Recently while working on a problem for reading some text from PDF Files, we were faced with the challenge for selecting and using OCR tool from within C# Programming Language & Create an API wrapper which will accept the location of a PDF file on server and return the Text matching specific patterns for each Page.

We decided to Use Google Tesseract 3.04 for this requirement. But Google Tesseract is a C/C++ Library.
On searching we found out following project which is providing a C# wrapper around Tesseract.

Git Hub:
https://github.com/charlesw/tesseract

Nuget:
https://www.nuget.org/packages/Tesseract/3.0.2

Using this library was straight forward. We created a ASP.NET Web API Project in Visual Studio 2017. Added the Tesseract NuGet Package by running Install-Package Tesseract from the Package Manager Console.

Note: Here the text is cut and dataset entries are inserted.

//! Ledger domain: entities, chain hashing and the storage port.

pub mod chain;
pub mod ports;
pub mod transaction;
pub mod user;
pub mod wallet;
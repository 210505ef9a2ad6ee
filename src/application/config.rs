use rust_decimal::Decimal;
use rust_decimal_macros::dec;

/// Deployment policy applied to newly registered wallets.
#[derive(Debug, Clone, PartialEq)]
pub struct EngineConfig {
    /// ISO currency code for every wallet.
    pub currency: String,
    /// Balance credited to a wallet when its user registers.
    pub opening_balance: Decimal,
}

impl Default for EngineConfig {
    fn default() -> Self {
        Self {
            currency: "EUR".to_string(),
            opening_balance: dec!(500.00),
        }
    }
}
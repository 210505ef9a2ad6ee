use assert_cmd::cargo_bin;
use assert_cmd::prelude::*;
use predicates::prelude::*;
use std::process::Command;

fn handpay() -> Command {
    let mut cmd = Command::new(cargo_bin!("handpay"));
    cmd.env_remove("HANDPAY_DB_PATH").env("RUST_LOG", "info");
    cmd
}

#[test]
fn test_verify_empty_ledger() -> Result<(), Box<dyn std::error::Error>> {
    handpay()
        .arg("verify")
        .assert()
        .success()
        .stdout(predicate::str::contains(
            "ledger ok: 0 transactions, head GENESIS",
        ));

    Ok(())
}

#[test]
fn test_export_empty_ledger_writes_nothing() {
    handpay()
        .arg("export")
        .assert()
        .success()
        .stdout(predicate::str::is_empty());
}

#[test]
fn test_rejects_malformed_opening_balance() {
    handpay()
        .args(["--opening-balance", "lots", "verify"])
        .assert()
        .failure()
        .stderr(predicate::str::contains("opening-balance"));
}

#[test]
fn test_requires_a_subcommand() {
    handpay().assert().failure();
}
use crate::domain::transaction::Transaction;
use crate::domain::user::{User, UserId};
use crate::domain::wallet::{Wallet, WalletId};
use serde::{Deserialize, Serialize};
use std::collections::BTreeMap;

/// Last identifiers handed out for each entity kind.
#[derive(Debug, Default, Clone, Copy, PartialEq, Eq, Serialize, Deserialize)]
pub struct Sequences {
    pub user: UserId,
    pub wallet: WalletId,
    pub transaction: u64,
}

impl Sequences {
    pub fn next_user(&mut self) -> UserId {
        self.user += 1;
        self.user
    }

    pub fn next_wallet(&mut self) -> WalletId {
        self.wallet += 1;
        self.wallet
    }

    pub fn next_transaction(&mut self) -> u64 {
        self.transaction += 1;
        self.transaction
    }
}

/// Writes buffered by an open ledger scope.
///
/// Reads consult the staged rows first and fall back to committed state.
/// Committing applies every row at once; dropping the buffer discards them.
#[derive(Debug, Default)]
pub struct Staged {
    pub users: BTreeMap<UserId, User>,
    pub emails: BTreeMap<String, UserId>,
    pub wallets: BTreeMap<WalletId, Wallet>,
    pub wallet_by_user: BTreeMap<UserId, WalletId>,
    pub transactions: Vec<Transaction>,
    pub sequences: Sequences,
}

impl Staged {
    pub fn new(sequences: Sequences) -> Self {
        Self {
            sequences,
            ..Self::default()
        }
    }

    #[cfg(feature = "storage-rocksdb")]
    pub fn is_empty(&self) -> bool {
        self.users.is_empty() && self.wallets.is_empty() && self.transactions.is_empty()
    }
}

Since binaries were compiled with Visual Studio 2015 we installed Visual Studio 2015 Runtime

Tesseract requires Language and testdata/support data for the language you want to do ocr for. Therefore we downloaded the language data files for tesseract 3.04 from

https://github.com/tesseract-ocr/tessdata/releases/tag/3.04.00

Tesseract requires Language and testdata/support data for the language you want to do ocr for. Therefore we downloaded the language data files for tesseract 3.04 from https://github.com/tesseract-ocr/tessdata/releases/tag/3.04.00

Next we created a Folder called tessdata in our project and copy pasted the language files downloaded in previous step. Since the tessdata is required to initialize tesseract engine, we change the Build Action to None and Copy Always to output directory as true, ensuring that tessdata is available with deployment.

 Added following lines of codes to Initialize the tesseract engine in a class.

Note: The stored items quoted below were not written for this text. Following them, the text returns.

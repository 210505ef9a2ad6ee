use super::user::UserId;
use crate::error::PaymentError;
use chrono::{DateTime, Utc};
use rust_decimal::Decimal;
use serde::{Deserialize, Serialize};

pub type WalletId = u64;

/// Decimal places a ledger amount may carry.
pub const MONEY_SCALE: u32 = 2;

/// True when `value` has no digits below the smallest currency unit.
pub fn is_whole_cents(value: Decimal) -> bool {
    value.normalize().scale() <= MONEY_SCALE
}

/// A strictly positive monetary amount, in whole cents, for payments and credits.
#[derive(Debug, Clone, Copy, PartialEq, PartialOrd, Serialize, Deserialize)]
pub struct Amount(Decimal);

impl Amount {
    pub fn new(value: Decimal) -> Result<Self, PaymentError> {
        if value > Decimal::ZERO && is_whole_cents(value) {
            Ok(Self(value))
        } else {
            Err(PaymentError::InvalidAmount(value))
        }
    }

    pub fn value(&self) -> Decimal {
        self.0
    }
}

impl TryFrom<Decimal> for Amount {
    type Error = PaymentError;

    fn try_from(value: Decimal) -> Result<Self, Self::Error> {
        Self::new(value)
    }
}

/// A user's cash holding. The balance is never negative in a committed state.
#[derive(Debug, Serialize, Deserialize, PartialEq, Clone)]
pub struct Wallet {
    pub id: WalletId,
    pub user_id: UserId,
    pub currency: String,
    pub balance: Decimal,
    pub last_updated: DateTime<Utc>,
}

impl Wallet {
    pub fn new(
        id: WalletId,
        user_id: UserId,
        currency: impl Into<String>,
        balance: Decimal,
        now: DateTime<Utc>,
    ) -> Self {
        Self {
            id,
            user_id,
            currency: currency.into(),
            balance,
            last_updated: now,
        }
    }

    /// Removes funds if the balance covers them; the wallet is untouched otherwise.
    pub fn debit(&mut self, amount: Amount, now: DateTime<Utc>) -> Result<(), PaymentError> {
        if self.balance < amount.value() {
            return Err(PaymentError::InsufficientFunds {
                wallet: self.id,
                available: self.balance,
                requested: amount.value(),
            });
        }
        self.balance -= amount.value();
        self.last_updated = now;
        Ok(())
    }

    pub fn credit(&mut self, amount: Amount, now: DateTime<Utc>) -> Result<(), PaymentError> {
        self.balance = self
            .balance
            .checked_add(amount.value())
            .ok_or_else(|| {
                PaymentError::InvalidInput(format!(
                    "credit of {} overflows wallet {}",
                    amount.value(),
                    self.id
                ))
            })?;
        self.last_updated = now;
        Ok(())
    }
}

private static TesseractEngine _engine;

private static TesseractEngine Engine
{
           get
           {
               if (_engine == null || _engine.IsDisposed)
               {
                   _engine = new TesseractEngine($@"C:\Users\iMentor\Source\Repos\Tesseract\Tesseract.API\bin\tessdata", "eng", EngineMode.TesseractAndCube);

               }
               return _engine;
           }
}

The above code, creates a private field and a public property called engine implementing the singleton pattern to avoid re-initilizing engine.

The constructor to TesseractEngine acceps the location of tessdata folder, language and EngineMode. EngineMode.TesseractAndCube provides best accuracy but is a little slow on performance.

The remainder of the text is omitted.